La Alianza para la Excelencia Turística (Exceltur) alertó que las viviendas turísticas sin licencia ilegal representan ya el 23% del total en España, sumando 86,275 inmuebles y 435,689 plazas, de un inventario total de 1,927,931. La organización solicitó a las principales plataformas digitales eliminar estas ofertas para proteger la sostenibilidad del sector y la convivencia en áreas urbanas.
En un comunicado, Exceltur subrayó que la proliferación de alojamientos turísticos sin autorización afecta la competencia leal, la calidad del servicio y la seguridad, además de dañar la imagen internacional de España como destino turístico de referencia. La presencia de viviendas ilegales erosiona la confianza de los viajeros en la oferta legal y reglamentada del país.
Desde un enfoque macroeconómico, la organización advirtió sobre el impacto de estos inmuebles en el mercado residencial, dificultando el acceso a viviendas en zonas de alta demanda turística y aumentando la presión sobre los servicios públicos en barrios saturados. Además, señaló que esta actividad ilegal perjudica el empleo y el sistema fiscal del sector turístico español.
El Ministerio de Vivienda y Agenda Urbana (MIVAU) notificó en los últimos días a plataformas digitales sobre 86,275 viviendas turísticas ilegales, cuyos anuncios deben ser retirados de forma obligatoria. Estos inmuebles habían solicitado el registro obligatorio, pero no lograron cumplir con los requisitos establecidos, en el marco del nuevo registro único de alquileres de corta duración. Este mecanismo, que convierte a España en el primer país de la Unión Europea en adaptarse a la normativa comunitaria, busca aumentar la transparencia y luchar contra la ilegalidad en el mercado.

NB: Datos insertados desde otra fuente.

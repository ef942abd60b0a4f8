//! DropBot Simulation Library
//!
//! In-memory stand-ins for the collaborators the monitor talks to, for
//! testing supervision without a physical board:
//!
//! - **SimulatedEnumerator**: serves a configurable port listing
//! - **SimulatedConnector**: opens boards, or fails with no-power and
//!   version-mismatch errors according to the modelled hardware conditions
//! - **SimulatedBoard**: a live connection with a chip presence switch,
//!   telemetry injection and a pullable cable
//! - **SimulatedFlasher**: "flashes" the driver's firmware version
//!
//! # Example
//!
//! ```rust
//! use dropbot_protocol::{ConnectError, DeviceConnector, IgnoreSet};
//! use dropbot_sim::{SimulatedConnector, SimulatedDeviceConfig};
//!
//! # #[tokio::main(flavor = "current_thread")]
//! # async fn main() {
//! let connector = SimulatedConnector::new(SimulatedDeviceConfig {
//!     powered: false,
//!     ..Default::default()
//! });
//!
//! let result = connector.connect("COM3", &IgnoreSet::new()).await;
//! assert!(matches!(result, Err(ConnectError::NoPower { .. })));
//! # }
//! ```

pub mod board;
pub mod connector;
pub mod enumerator;

pub use board::SimulatedBoard;
pub use connector::{ConnectAttempt, SimulatedConnector, SimulatedDeviceConfig, SimulatedFlasher};
pub use enumerator::SimulatedEnumerator;
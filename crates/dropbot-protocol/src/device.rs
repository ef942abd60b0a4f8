//! Collaborator traits implemented by the serial proxy layer
//!
//! The monitor never touches bytes on the wire. It opens sessions through a
//! [`DeviceConnector`], talks to them through [`DeviceConnection`] and
//! reflashes boards through a [`FirmwareFlasher`]. Real implementations wrap
//! the DropBot serial proxy; `dropbot-sim` provides in-memory ones.

use std::sync::Arc;

use async_trait::async_trait;
use serde_json::Value;
use tokio::sync::{broadcast, watch};

use crate::error::{ConnectError, DeviceError, FlashError};
use crate::failure::IgnoreSet;
use crate::signal::Signal;

/// An event raised natively by a connected device
#[derive(Debug, Clone, PartialEq)]
pub struct DeviceEvent {
    /// Native signal name (one of [`crate::DEVICE_SIGNALS`])
    pub signal: Signal,
    /// Device-defined payload
    pub payload: Value,
}

impl DeviceEvent {
    /// Create an event with a payload
    pub fn new(signal: Signal, payload: Value) -> Self {
        Self { signal, payload }
    }

    /// Create an event without a payload
    pub fn empty(signal: Signal) -> Self {
        Self::new(signal, Value::Null)
    }
}

/// Opens connections to a device on a given port
#[async_trait]
pub trait DeviceConnector: Send + Sync {
    /// Attempt to open a session on `port`
    ///
    /// Failures listed in `ignore` must not be raised; the connector proceeds
    /// as if the condition were absent.
    async fn connect(
        &self,
        port: &str,
        ignore: &IgnoreSet,
    ) -> Result<Arc<dyn DeviceConnection>, ConnectError>;
}

/// A live connection to one device
#[async_trait]
pub trait DeviceConnection: Send + Sync {
    /// Port this connection is bound to
    fn port(&self) -> &str;

    /// Subscribe to native device events
    fn events(&self) -> broadcast::Receiver<DeviceEvent>;

    /// Disconnection indicator; flips to `true` once the link is lost
    ///
    /// A dropped sender is treated the same as `true`.
    fn disconnected(&self) -> watch::Receiver<bool>;

    /// Read a digital input pin
    async fn digital_read(&self, pin: u8) -> Result<bool, DeviceError>;

    /// Reboot the device; the link drops shortly after
    async fn reboot(&self) -> Result<(), DeviceError>;

    /// Close the link and release the port
    fn terminate(&self);
}

/// Uploads the bundled firmware to an attached board
#[async_trait]
pub trait FirmwareFlasher: Send + Sync {
    /// Flash firmware; idempotent and may take several seconds
    async fn flash(&self) -> Result<(), FlashError>;
}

Desde julio pasado, los propietarios que desean ofrecer alojamientos turísticos deben obtener un código oficial otorgado por los Registradores de la Propiedad, que posteriormente comparten con las plataformas mediante la Ventanilla Única Digital. Esta información cruzada facilita detectar y retirar los anuncios ilegales y combatir prácticas irregulares.
El Gobierno ha señalado que estas irregularidades han contribuido al aumento de los precios de la vivienda y a la expulsión de residentes en centros urbanos. La medida busca equilibrar el mercado y proteger tanto a los vecinos como a los turistas, asegurando que las ofertas cumplen con las normativas vigentes.